REQUIRED WORK:
Only the number is wanted: tally the lines below that contain the word "BTreeMap".

*-*-*

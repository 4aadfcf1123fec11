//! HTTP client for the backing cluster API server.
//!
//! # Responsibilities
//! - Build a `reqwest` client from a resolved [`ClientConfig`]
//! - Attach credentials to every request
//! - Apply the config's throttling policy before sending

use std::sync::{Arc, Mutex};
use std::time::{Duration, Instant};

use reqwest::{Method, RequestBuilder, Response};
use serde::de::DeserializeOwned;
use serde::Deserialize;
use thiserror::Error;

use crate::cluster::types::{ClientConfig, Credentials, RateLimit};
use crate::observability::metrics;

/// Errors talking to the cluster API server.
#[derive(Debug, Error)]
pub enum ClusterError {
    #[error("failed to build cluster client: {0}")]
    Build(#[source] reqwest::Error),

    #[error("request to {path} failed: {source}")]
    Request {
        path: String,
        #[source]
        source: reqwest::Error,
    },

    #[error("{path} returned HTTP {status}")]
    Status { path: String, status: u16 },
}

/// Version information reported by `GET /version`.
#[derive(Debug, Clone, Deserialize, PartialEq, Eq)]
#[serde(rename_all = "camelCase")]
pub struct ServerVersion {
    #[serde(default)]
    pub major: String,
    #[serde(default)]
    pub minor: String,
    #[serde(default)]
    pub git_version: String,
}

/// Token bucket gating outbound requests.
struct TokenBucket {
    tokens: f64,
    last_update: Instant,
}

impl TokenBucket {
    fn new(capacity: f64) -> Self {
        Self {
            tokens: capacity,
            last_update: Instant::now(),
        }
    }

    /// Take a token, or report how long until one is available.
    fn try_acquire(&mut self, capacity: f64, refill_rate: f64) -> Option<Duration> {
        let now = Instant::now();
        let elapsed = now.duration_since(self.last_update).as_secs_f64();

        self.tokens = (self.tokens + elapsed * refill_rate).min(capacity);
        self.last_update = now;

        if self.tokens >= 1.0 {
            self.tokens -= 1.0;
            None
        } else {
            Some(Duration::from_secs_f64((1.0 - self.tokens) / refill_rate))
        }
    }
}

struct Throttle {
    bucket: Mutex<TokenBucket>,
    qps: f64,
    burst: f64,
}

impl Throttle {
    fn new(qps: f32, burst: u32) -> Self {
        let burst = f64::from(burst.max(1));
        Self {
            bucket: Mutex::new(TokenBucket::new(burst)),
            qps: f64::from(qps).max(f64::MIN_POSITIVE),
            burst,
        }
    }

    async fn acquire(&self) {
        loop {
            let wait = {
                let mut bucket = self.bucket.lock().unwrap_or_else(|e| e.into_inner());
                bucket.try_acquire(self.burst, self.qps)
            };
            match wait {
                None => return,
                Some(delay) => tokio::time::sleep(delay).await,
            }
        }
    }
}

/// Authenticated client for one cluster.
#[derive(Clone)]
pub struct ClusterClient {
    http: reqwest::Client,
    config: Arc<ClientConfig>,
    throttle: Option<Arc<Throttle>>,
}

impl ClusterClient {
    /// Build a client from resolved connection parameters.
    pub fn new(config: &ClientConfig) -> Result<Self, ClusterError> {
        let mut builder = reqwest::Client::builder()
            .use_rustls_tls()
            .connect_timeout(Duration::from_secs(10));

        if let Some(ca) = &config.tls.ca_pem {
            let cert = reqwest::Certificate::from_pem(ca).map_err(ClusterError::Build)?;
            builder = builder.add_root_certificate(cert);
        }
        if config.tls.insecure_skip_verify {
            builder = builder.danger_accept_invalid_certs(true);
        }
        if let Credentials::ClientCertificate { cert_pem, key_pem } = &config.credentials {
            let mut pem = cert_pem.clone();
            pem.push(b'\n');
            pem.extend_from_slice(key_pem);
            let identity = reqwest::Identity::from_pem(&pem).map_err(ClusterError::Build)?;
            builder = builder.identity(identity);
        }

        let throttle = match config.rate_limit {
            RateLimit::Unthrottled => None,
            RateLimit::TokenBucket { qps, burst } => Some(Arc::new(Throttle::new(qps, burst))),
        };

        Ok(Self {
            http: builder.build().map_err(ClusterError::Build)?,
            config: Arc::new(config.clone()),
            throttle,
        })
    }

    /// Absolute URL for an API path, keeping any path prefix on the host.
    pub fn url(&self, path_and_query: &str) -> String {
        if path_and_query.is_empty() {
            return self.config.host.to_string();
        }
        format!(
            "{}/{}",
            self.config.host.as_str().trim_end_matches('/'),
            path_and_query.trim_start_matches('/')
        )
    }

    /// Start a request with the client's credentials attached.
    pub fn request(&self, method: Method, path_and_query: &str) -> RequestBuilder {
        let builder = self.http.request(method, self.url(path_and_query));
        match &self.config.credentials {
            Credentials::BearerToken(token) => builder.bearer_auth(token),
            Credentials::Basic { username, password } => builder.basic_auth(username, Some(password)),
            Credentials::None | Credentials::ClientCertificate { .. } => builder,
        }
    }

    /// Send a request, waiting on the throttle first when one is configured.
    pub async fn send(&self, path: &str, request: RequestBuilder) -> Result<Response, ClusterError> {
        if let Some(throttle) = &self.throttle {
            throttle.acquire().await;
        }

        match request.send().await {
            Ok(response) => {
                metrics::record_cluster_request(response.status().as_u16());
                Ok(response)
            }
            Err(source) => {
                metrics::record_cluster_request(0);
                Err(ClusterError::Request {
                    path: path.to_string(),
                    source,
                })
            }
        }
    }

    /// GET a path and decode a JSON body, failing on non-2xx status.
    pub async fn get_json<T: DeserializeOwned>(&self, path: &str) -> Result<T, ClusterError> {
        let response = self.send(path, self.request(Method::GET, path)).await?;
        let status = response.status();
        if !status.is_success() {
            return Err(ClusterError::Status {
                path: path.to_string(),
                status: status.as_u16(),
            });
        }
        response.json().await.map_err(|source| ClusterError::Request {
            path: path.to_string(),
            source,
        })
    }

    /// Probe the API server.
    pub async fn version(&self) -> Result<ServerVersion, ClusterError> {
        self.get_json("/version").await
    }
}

*-*-*

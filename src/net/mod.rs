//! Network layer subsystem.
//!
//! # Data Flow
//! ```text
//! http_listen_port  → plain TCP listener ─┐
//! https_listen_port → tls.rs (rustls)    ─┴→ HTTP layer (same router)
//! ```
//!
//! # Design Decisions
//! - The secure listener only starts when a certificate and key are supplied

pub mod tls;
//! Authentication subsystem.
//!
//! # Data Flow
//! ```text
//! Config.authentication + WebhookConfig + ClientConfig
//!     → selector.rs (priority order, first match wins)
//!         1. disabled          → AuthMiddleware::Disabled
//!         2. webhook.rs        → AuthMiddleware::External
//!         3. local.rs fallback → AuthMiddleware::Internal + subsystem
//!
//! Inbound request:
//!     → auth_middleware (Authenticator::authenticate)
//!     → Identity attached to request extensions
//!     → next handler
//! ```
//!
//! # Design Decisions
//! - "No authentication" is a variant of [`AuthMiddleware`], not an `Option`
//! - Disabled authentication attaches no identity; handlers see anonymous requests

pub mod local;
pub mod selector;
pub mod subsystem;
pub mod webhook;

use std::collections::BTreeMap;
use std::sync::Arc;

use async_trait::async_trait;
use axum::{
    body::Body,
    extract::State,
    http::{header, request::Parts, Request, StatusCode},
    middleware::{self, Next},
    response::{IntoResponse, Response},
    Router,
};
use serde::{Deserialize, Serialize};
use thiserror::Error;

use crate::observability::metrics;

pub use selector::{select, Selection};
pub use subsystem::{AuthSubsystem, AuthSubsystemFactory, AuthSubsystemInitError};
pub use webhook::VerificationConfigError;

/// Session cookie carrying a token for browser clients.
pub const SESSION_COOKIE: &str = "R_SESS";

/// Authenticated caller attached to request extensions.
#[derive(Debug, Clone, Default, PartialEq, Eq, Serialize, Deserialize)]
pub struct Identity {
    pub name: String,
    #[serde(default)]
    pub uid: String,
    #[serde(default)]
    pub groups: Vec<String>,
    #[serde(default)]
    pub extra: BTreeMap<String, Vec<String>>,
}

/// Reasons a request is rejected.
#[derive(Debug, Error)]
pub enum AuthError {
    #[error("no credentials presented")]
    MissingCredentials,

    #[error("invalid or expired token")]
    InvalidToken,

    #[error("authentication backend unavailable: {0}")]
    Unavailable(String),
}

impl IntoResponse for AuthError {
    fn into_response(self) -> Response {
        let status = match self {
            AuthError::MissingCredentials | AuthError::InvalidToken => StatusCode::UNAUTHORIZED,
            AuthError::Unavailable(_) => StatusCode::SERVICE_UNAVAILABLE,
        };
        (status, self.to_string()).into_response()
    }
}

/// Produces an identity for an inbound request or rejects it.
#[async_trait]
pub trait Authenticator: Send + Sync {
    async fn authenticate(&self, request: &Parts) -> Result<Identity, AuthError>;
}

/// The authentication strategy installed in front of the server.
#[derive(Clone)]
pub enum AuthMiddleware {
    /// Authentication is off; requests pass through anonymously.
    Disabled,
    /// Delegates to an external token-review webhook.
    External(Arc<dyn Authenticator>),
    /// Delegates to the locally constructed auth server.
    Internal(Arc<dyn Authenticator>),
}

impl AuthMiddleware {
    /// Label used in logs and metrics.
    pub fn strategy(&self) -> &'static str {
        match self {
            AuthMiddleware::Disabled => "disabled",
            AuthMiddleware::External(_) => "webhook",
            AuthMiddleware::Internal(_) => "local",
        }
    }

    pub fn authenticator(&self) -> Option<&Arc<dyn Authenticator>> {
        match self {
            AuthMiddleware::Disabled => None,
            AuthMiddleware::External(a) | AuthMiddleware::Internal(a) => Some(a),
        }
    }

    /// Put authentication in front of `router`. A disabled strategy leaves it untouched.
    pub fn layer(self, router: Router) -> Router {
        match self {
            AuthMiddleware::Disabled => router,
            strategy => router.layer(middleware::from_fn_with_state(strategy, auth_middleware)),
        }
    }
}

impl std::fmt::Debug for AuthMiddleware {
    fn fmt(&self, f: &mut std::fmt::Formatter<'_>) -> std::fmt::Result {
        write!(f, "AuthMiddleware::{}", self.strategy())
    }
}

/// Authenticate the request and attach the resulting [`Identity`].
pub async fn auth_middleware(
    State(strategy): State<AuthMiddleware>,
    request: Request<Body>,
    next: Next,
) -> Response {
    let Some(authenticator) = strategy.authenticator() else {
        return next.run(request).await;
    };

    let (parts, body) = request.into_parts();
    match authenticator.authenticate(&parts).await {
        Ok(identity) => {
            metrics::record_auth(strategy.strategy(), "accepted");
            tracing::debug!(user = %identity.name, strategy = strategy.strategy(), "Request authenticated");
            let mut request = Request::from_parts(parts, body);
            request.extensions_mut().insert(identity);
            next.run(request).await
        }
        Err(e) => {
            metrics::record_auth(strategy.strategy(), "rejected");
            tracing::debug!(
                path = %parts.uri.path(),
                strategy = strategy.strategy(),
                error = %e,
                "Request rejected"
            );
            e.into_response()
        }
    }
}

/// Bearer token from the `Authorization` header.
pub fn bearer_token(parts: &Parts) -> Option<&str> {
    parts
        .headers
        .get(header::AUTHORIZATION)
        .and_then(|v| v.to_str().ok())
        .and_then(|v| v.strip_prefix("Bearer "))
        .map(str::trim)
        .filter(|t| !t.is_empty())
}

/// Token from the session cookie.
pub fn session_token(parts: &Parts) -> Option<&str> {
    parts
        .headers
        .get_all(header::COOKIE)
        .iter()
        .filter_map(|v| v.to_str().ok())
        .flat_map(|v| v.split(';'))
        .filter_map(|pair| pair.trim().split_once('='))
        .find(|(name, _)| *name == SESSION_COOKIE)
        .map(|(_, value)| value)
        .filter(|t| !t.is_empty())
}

*-*-*

THE COMPLETED TASK:
2